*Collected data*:

_ _ _ _ _ _ _

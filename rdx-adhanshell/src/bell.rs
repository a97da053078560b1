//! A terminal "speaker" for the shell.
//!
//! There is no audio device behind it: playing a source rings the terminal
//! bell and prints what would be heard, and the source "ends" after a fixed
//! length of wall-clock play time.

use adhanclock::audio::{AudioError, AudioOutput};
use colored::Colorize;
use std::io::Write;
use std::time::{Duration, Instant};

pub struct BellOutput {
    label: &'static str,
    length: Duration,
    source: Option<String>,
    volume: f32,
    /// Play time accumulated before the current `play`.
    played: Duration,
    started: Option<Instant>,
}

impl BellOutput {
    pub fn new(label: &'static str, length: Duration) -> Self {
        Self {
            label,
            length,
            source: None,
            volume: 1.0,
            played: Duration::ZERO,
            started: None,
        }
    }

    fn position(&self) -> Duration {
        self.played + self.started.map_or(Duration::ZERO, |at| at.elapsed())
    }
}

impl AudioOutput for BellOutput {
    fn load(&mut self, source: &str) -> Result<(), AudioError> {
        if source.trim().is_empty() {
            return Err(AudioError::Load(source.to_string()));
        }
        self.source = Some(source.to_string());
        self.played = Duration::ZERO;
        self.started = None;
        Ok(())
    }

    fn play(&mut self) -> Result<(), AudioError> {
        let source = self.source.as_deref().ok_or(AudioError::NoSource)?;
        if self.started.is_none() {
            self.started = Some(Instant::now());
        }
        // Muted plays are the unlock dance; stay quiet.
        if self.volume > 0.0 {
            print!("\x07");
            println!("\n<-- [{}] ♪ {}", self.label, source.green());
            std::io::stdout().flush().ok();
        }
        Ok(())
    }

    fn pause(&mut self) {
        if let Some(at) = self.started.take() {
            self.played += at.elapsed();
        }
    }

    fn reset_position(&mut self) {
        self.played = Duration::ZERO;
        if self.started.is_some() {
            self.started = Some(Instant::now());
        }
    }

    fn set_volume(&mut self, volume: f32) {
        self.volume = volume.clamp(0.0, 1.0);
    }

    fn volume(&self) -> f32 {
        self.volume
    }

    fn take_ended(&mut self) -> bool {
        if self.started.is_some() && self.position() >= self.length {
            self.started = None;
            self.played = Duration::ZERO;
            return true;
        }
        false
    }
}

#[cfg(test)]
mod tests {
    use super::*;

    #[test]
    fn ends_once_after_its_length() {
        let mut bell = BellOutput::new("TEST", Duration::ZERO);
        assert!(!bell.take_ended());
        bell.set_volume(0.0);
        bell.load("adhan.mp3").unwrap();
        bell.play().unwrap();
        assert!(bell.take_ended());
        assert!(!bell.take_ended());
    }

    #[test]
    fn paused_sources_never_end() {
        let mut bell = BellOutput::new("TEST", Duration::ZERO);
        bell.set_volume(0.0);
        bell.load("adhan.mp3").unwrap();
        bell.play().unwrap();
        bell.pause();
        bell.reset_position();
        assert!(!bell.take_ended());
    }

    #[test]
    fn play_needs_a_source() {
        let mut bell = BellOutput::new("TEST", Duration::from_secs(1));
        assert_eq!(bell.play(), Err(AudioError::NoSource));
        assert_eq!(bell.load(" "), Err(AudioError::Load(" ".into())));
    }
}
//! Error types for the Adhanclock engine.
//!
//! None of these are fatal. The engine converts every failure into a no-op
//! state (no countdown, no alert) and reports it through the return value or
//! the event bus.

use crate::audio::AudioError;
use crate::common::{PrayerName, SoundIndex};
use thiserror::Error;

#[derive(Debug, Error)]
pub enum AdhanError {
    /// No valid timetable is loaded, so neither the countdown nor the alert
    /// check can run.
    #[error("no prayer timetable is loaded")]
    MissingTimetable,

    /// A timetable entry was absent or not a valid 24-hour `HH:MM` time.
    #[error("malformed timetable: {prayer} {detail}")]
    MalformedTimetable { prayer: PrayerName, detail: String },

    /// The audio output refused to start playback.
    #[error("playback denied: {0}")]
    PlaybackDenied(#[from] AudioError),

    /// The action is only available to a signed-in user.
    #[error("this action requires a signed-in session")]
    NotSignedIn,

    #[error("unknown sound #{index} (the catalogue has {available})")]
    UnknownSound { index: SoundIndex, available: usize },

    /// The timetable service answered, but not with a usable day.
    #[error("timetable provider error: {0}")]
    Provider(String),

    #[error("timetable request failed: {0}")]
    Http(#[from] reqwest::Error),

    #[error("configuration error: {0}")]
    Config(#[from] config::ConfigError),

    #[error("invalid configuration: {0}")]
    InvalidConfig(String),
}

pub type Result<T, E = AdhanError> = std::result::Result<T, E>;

_ _ _ _ _ _ _

*Problem description*: Only the lines above from the line containing "fn position(&self) ->" through the line containing "fn play(&mut self)" should be retyped, exactly and with both ends included.

*Exercise solution*:
    fn position(&self) -> Duration {
        self.played + self.started.map_or(Duration::ZERO, |at| at.elapsed())
    }
}

impl AudioOutput for BellOutput {
    fn load(&mut self, source: &str) -> Result<(), AudioError> {
        if source.trim().is_empty() {
            return Err(AudioError::Load(source.to_string()));
        }
        self.source = Some(source.to_string());
        self.played = Duration::ZERO;
        self.started = None;
        Ok(())
    }

    fn play(&mut self) -> Result<(), AudioError> {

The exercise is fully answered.